Лесков: Прозёванный гений - стр. 47
«…у нее были прелестные белокурые волосы, очень-очень доброе лицо и большие, тоже добрые, ласковые серые глаза, чудная шея и высокая, стройная фигура, а я с детства моего страстно любил женщин высокого роста»>87.
Несмотря на мимолетность встречи, чудесная дама эта сделалась его идеалом:
«Странная, прекрасная и непонятная женщина, мелькнувшая в моей жизни как мимолетное видение, а между тем мимоходом бросившая в душу мне светлые семена: как много я тебе обязан, и как часто я вспоминал тебя – предтечу всех моих грядущих увлечений, – тебя, единственную из женщин, которую я любил, и не страдал и не каялся за эту любовь! О, если бы ты знала, как ты была мне дорога не тогда, когда я был в тебя влюблен моей мальчишеской любовью, а когда я зрелым мужем глядел на женщин хваленого позднейшего времени и… с болезненною грустью видел полное исчезновение в новой женщине высоких воспитывающих молодого мужчину инстинктов и влечений – исчезновение, которое восполнят разве новейшие женщины, выступающие после отошедших новых»>88.
Но напоминала ли Ольга Васильевна стройную блондинку из повести о Меркуле, неизвестно.
В дальнейшем она стала прототипом всех стервозных жен в прозе Лескова. Супруга главного героя романа «Некуда» доктора Розанова, многое перенявшего от Лескова, капризна, бесцеремонна и невежественна до непристойности. Она устраивает мужу публичные скандалы, требует внимания и любви, ничего не давая взамен. Зовут ее Ольга, правда – Александровна. И почти все дурные жены в лесковской прозе нарисованы по тому же лекалу: каждая из них вздорная, неблагодарная, всем недовольна и терзает супруга, сложного, но отнюдь не плохого, работящего и в общем милого и доброго человека.
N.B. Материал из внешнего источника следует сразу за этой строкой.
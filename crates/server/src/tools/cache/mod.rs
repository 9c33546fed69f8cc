//! Cache-related MCP tools.
//!
//! This module provides tools for inspecting and pruning cache partitions.

pub mod keys;
pub mod purge;

pub use keys::{CacheKeysParams, keys_impl};
pub use purge::{CachePurgeParams, purge_impl};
Несчастлив в семейной жизни и сын Рощихи (очевидная калька с Лесчихи) из очерка «Ум свое, а чёрт свое» (1863): его супруга до того нравна, что не дает спуску ни свекрови, ни мужу, который с горя «шатается» с ружьем.
В написанном вскоре после кульминации собственной семейной драмы очерке «Страстная суббота в тюрьме», посвященном отнюдь не семейной жизни, – из уст репортера внезапно вырывается:
«Ах, амур проклятый! Какие шутки он шутит со смертными… А сколько честных, рабочих людей, без разгибу гнущих свою спину, которые не встречают от своих законных сопутниц ни ласкового слова, ни привета, ни участия, ни благодарности?.. Сколько людей, работающих только для насущного хлеба семье и не слышащих ничего, кроме капризов, стонов, брани, упреков в роде того, что “я не так бы жила, если бы вышла за другого”, или “ты обязан” и т. п. Да!»>89
Семейные неурядицы Лесков описывает крайне однообразно, зато реалистично. Удивительно, но семейное счастье в его текстах тоже одинаковое – это идиллия, гармоничная, иногда почти приторная, очевидный плод мечты, а не опыта.
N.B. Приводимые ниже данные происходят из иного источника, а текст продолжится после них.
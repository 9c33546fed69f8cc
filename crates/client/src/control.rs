//! Control channel: JSON messages from pages to the engine.
//!
//! Messages are `{type, ...payload}` objects. Unknown types and malformed
//! payloads are ignored without a reply.

use keepsake_core::Error;
use keepsake_core::cache::{carries_version, in_namespace};
use serde::{Deserialize, Serialize};
use serde_json::Value;

use crate::engine::CacheEngine;
use crate::fetch::Request;
use crate::strategy::{PrecacheFailure, precache};

/// Message sent to the engine.
#[derive(Debug, Clone, PartialEq, Eq, Serialize, Deserialize)]
#[serde(tag = "type", rename_all = "SCREAMING_SNAKE_CASE")]
pub enum ControlMessage {
    /// Activate a waiting version now.
    SkipWaiting,
    /// Fetch and store URLs into a named partition.
    CacheNewAssets { urls: Vec<String>, partition: String },
    /// Count entries across all partitions.
    GetCacheSize,
    /// Delete every partition of the current version.
    ClearCache,
    #[serde(other)]
    Unknown,
}

/// Reply sent back to the page.
#[derive(Debug, Clone, PartialEq, Eq, Serialize)]
#[serde(tag = "type", rename_all = "SCREAMING_SNAKE_CASE")]
pub enum ControlReply {
    Activated { version: String, deleted: Vec<String>, claimed: usize },
    CacheNewAssetsComplete { partition: String, cached: Vec<String>, failed: Vec<PrecacheFailure> },
    CacheSize { size: u64 },
    CacheCleared { deleted: Vec<String> },
}

impl ControlMessage {
    /// Parse a raw message; None for anything unusable.
    pub fn parse(message: Value) -> Option<Self> {
        match serde_json::from_value(message) {
            Ok(ControlMessage::Unknown) => {
                tracing::debug!("ignoring unknown control message");
                None
            }
            Ok(message) => Some(message),
            Err(e) => {
                tracing::debug!("ignoring malformed control message: {e}");
                None
            }
        }
    }
}

impl CacheEngine {
    /// Handle one control message.
    ///
    /// Returns Ok(None) when the message needs no reply.
    pub async fn handle_message(&self, message: Value) -> Result<Option<ControlReply>, Error> {
        let Some(message) = ControlMessage::parse(message) else {
            return Ok(None);
        };

        match message {
            ControlMessage::SkipWaiting => {
                let reply = self.lifecycle().skip_waiting().await?.map(|report| ControlReply::Activated {
                    version: report.version,
                    deleted: report.deleted,
                    claimed: report.claimed,
                });
                Ok(reply)
            }
            ControlMessage::CacheNewAssets { urls, partition } => {
                let reply = self.cache_new_assets(urls, partition).await?;
                Ok(Some(reply))
            }
            ControlMessage::GetCacheSize => {
                let size = self.db().entry_count().await?;
                Ok(Some(ControlReply::CacheSize { size }))
            }
            ControlMessage::ClearCache => {
                let deleted = self.clear_current().await?;
                Ok(Some(ControlReply::CacheCleared { deleted }))
            }
            ControlMessage::Unknown => Ok(None),
        }
    }

    async fn cache_new_assets(&self, urls: Vec<String>, partition: String) -> Result<ControlReply, Error> {
        if partition.trim().is_empty() {
            return Err(Error::InvalidInput("partition cannot be empty".into()));
        }

        let mut failed = Vec::new();
        let mut items = Vec::with_capacity(urls.len());
        for url in urls {
            match self.resolve(&url) {
                Ok(resolved) => items.push((partition.clone(), Request::get(resolved))),
                Err(e) => failed.push(PrecacheFailure { url, reason: e.to_string() }),
            }
        }

        let report = precache(self.context(), items, self.config().precache_concurrency).await;
        failed.extend(report.failed);

        tracing::info!(
            partition = %partition,
            cached = report.cached.len(),
            failed = failed.len(),
            "new assets cached"
        );

        Ok(ControlReply::CacheNewAssetsComplete { partition, cached: report.cached, failed })
    }

    /// Delete the current version's partitions, including ones created by
    /// CACHE_NEW_ASSETS under other names.
    async fn clear_current(&self) -> Result<Vec<String>, Error> {
        let namer = self.namer();
        let mut deleted = Vec::new();

        for name in self.db().partitions().await? {
            let current = in_namespace(&name, namer.prefix()) && carries_version(&name, namer.version());
            if current && self.db().delete_partition(&name).await? {
                deleted.push(name);
            }
        }

        tracing::info!(deleted = deleted.len(), "cache cleared");
        Ok(deleted)
    }
}

#[cfg(test)]
mod tests {
    use super::*;
    use crate::lifecycle::WorkerState;
    use crate::testing::{ScriptedFetcher, config};
    use keepsake_core::{AppConfig, CacheDb};
    use serde_json::json;
    use std::sync::Arc;

    async fn engine(config: AppConfig) -> (CacheEngine, Arc<ScriptedFetcher>) {
        let fetcher = ScriptedFetcher::new();
        fetcher.respond("/a.css", 200, "text/css", "a{}");
        fetcher.respond("/b.js", 200, "text/javascript", "b()");
        let fetcher = Arc::new(fetcher);
        let db = CacheDb::open_in_memory().await.unwrap();
        let config = AppConfig { critical_assets: Vec::new(), ..config };
        (CacheEngine::with_db(config, db, fetcher.clone()).unwrap(), fetcher)
    }

    #[test]
    fn test_parse_messages() {
        assert_eq!(ControlMessage::parse(json!({"type": "SKIP_WAITING"})), Some(ControlMessage::SkipWaiting));
        assert_eq!(ControlMessage::parse(json!({"type": "GET_CACHE_SIZE"})), Some(ControlMessage::GetCacheSize));
        assert_eq!(
            ControlMessage::parse(json!({"type": "CACHE_NEW_ASSETS", "urls": ["/a.css"], "partition": "assets-v2"})),
            Some(ControlMessage::CacheNewAssets { urls: vec!["/a.css".into()], partition: "assets-v2".into() })
        );
    }

    #[test]
    fn test_parse_ignores_unknown_and_malformed() {
        assert_eq!(ControlMessage::parse(json!({"type": "PING"})), None);
        assert_eq!(ControlMessage::parse(json!({"type": "CACHE_NEW_ASSETS"})), None);
        assert_eq!(ControlMessage::parse(json!({"kind": "SKIP_WAITING"})), None);
        assert_eq!(ControlMessage::parse(json!("SKIP_WAITING")), None);
    }

    #[test]
    fn test_reply_serialization() {
        let reply = serde_json::to_value(ControlReply::CacheSize { size: 3 }).unwrap();
        assert_eq!(reply, json!({"type": "CACHE_SIZE", "size": 3}));
    }

    #[tokio::test]
    async fn test_cache_new_assets() {
        let (engine, _) = engine(AppConfig { version: "v2".into(), ..config() }).await;

        let message = json!({"type": "CACHE_NEW_ASSETS", "urls": ["/a.css", "/b.js"], "partition": "assets-v2"});
        let reply = engine.handle_message(message).await.unwrap().unwrap();

        let ControlReply::CacheNewAssetsComplete { partition, cached, failed } = reply else {
            panic!("expected CACHE_NEW_ASSETS_COMPLETE");
        };
        assert_eq!(partition, "assets-v2");
        assert_eq!(cached.len(), 2);
        assert!(failed.is_empty());

        let keys: Vec<String> = engine.db().keys("assets-v2").await.unwrap().into_iter().map(|k| k.url).collect();
        assert_eq!(keys, vec!["https://shop.example/a.css", "https://shop.example/b.js"]);
    }

    #[tokio::test]
    async fn test_cache_new_assets_reports_bad_urls() {
        let (engine, _) = engine(config()).await;

        let message = json!({
            "type": "CACHE_NEW_ASSETS",
            "urls": ["/a.css", "javascript:void(0)"],
            "partition": "assets-v1",
        });
        let reply = engine.handle_message(message).await.unwrap();

        let Some(ControlReply::CacheNewAssetsComplete { cached, failed, .. }) = reply else {
            panic!("expected CACHE_NEW_ASSETS_COMPLETE");
        };
        assert_eq!(cached, vec!["https://shop.example/a.css"]);
        assert_eq!(failed.len(), 1);
        assert_eq!(failed[0].url, "javascript:void(0)");
    }

    #[tokio::test]
    async fn test_cache_new_assets_empty_partition() {
        let (engine, _) = engine(config()).await;
        let result = engine
            .handle_message(json!({"type": "CACHE_NEW_ASSETS", "urls": ["/a.css"], "partition": " "}))
            .await;
        assert!(matches!(result, Err(Error::InvalidInput(_))));
    }

    #[tokio::test]
    async fn test_get_cache_size() {
        let (engine, _) = engine(config()).await;
        let reply = engine.handle_message(json!({"type": "GET_CACHE_SIZE"})).await.unwrap();
        assert_eq!(reply, Some(ControlReply::CacheSize { size: 0 }));

        engine
            .handle_message(json!({"type": "CACHE_NEW_ASSETS", "urls": ["/a.css", "/b.js"], "partition": "assets-v1"}))
            .await
            .unwrap();
        let reply = engine.handle_message(json!({"type": "GET_CACHE_SIZE"})).await.unwrap();
        assert_eq!(reply, Some(ControlReply::CacheSize { size: 2 }));
    }

    #[tokio::test]
    async fn test_skip_waiting_activates() {
        let (engine, _) = engine(AppConfig { skip_waiting: false, ..config() }).await;
        assert_eq!(engine.handle_message(json!({"type": "SKIP_WAITING"})).await.unwrap(), None);

        engine.start().await.unwrap();
        assert_eq!(engine.state().await, WorkerState::Installed);

        let reply = engine.handle_message(json!({"type": "SKIP_WAITING"})).await.unwrap();
        assert!(matches!(reply, Some(ControlReply::Activated { ref version, .. }) if version == "v1"));
        assert_eq!(engine.state().await, WorkerState::Active);
    }

    #[tokio::test]
    async fn test_clear_cache() {
        let (engine, _) = engine(config()).await;
        engine.db().open_partition("core-v0").await.unwrap();
        engine
            .handle_message(json!({"type": "CACHE_NEW_ASSETS", "urls": ["/a.css"], "partition": "assets-v1"}))
            .await
            .unwrap();

        let reply = engine.handle_message(json!({"type": "CLEAR_CACHE"})).await.unwrap();
        assert_eq!(reply, Some(ControlReply::CacheCleared { deleted: vec!["assets-v1".to_string()] }));
        assert_eq!(engine.db().entry_count().await.unwrap(), 0);
        assert!(engine.db().has_partition("core-v0").await.unwrap());
    }

    #[tokio::test]
    async fn test_unknown_message_no_reply() {
        let (engine, fetcher) = engine(config()).await;
        assert_eq!(engine.handle_message(json!({"type": "NOTIFY", "body": "hi"})).await.unwrap(), None);
        assert_eq!(fetcher.total_calls(), 0);
    }
}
Андрей Николаевич, словно заразившись недовольством отца, также пишет об Ольге Васильевне с негодованием: «По дружным отзывам, жившим потом в нашем родстве, в ней не было ума, сердца, выдержки, красоты… Обилие ничем не возмещаемых “не”»>90. Бледное пятно, отрицательная частица, «минус» вместо живого человека, будто и не Лесков ее для себя выбрал. Но почему, собственно, дочь киевского купца должна быть умна, сердечна, иметь тонкое обхождение? К тому же она оказалась психически нездорова, хотя выяснилось это совсем не сразу.